9. Democrats Need a New Direction on K-12 Education

This one is just whacky. "Ten years ago," says Elorza, " Democrats were the undisputed party of education." I will not dispute for a second that the Democrats lost their claim to be an education party, though I would say that it happened a lot sooner than ten years ago. Ten years ago would be when the GOP started pushing the exact same policy that DFER is arguing for today. 

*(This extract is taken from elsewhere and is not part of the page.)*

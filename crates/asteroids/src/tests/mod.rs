//! Whole-session scenarios driven the way a host would drive them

How did they lose their education mojo? By listening to people like DFER and pushing policies like test and punish, privatization, and generally offering right wing policies with a blue towel draped over their shoulder. But DFER was founded explicitly to perform the "inside job" of getting Dems to fall in line with the privatization movement, and they have been consistent ever since, repeatedly trying out versions of "If you were a true and smart Democrat you would totally want to back school choice." And also "Public schools suck because of the evil teachers union." 

Do the Democrats need a new direction in education? They surely do, but following the privatization policies of Betsy DeVos is neither new nor win Dems education plaudits.

10. Democrats Should Be the Party of Opportunity

To be clear, Elorza is arguing that the federal vouchers expand educational opportunity. The questions he skips are: what kind of opportunity, for whom, and at what cost? Watch this bit of misdirection:
Families are asking for more options, more support, more tutoring, more enrichment, and more help for their children. The FSTC provides all of those things.

This skips over the most important question, which is what would be the best way for the feds to provide those things? Because this isn't it, and to pretend that this program, carefully designed as a tax shelter than funds private schools, is somehow a big boon for public schools and public school families is baloney. 

The DFER argument is like saying, "Yes, an AK-47 assault rifle will let you mow down a bunch of fleshy, vulnerable human beings, but let's not be hasty. You could do useful things with it, too, like cut down shrubbery or open a door you accidentally locked. Really, I don't understand why you don't fully embrace the AK-47 bush trimmer."

Elorza also throws in a bonus myth-- governors should opt in "to keep resources in the state." In that construction, "keep" is doing some heavy lifting, since we are talking about redirecting funds that were already bound for the bottomless money pit that is DC. 

DFER is presenting a backwards-engineered argument. They start with the policy they want to pursue; now they've searched for an argument, landing on "This will solve Problem X" rather than start with Problem X and asking what a good solution for that would be. DFER wants to dismantle and privatize education, and federal vouchers are set up to further that cause of converting a shared societal responsibility into an individual shopping problem.

None of this, unfortunately, means that more states won't sign up for some free federal money. The bare minimum we can hope for is some actual guardrails and restrictions on how the money would be used. Maybe even an actual out loud conversation about the steady erosion of the country's promise of public education. But I don't expect any of that from DFER.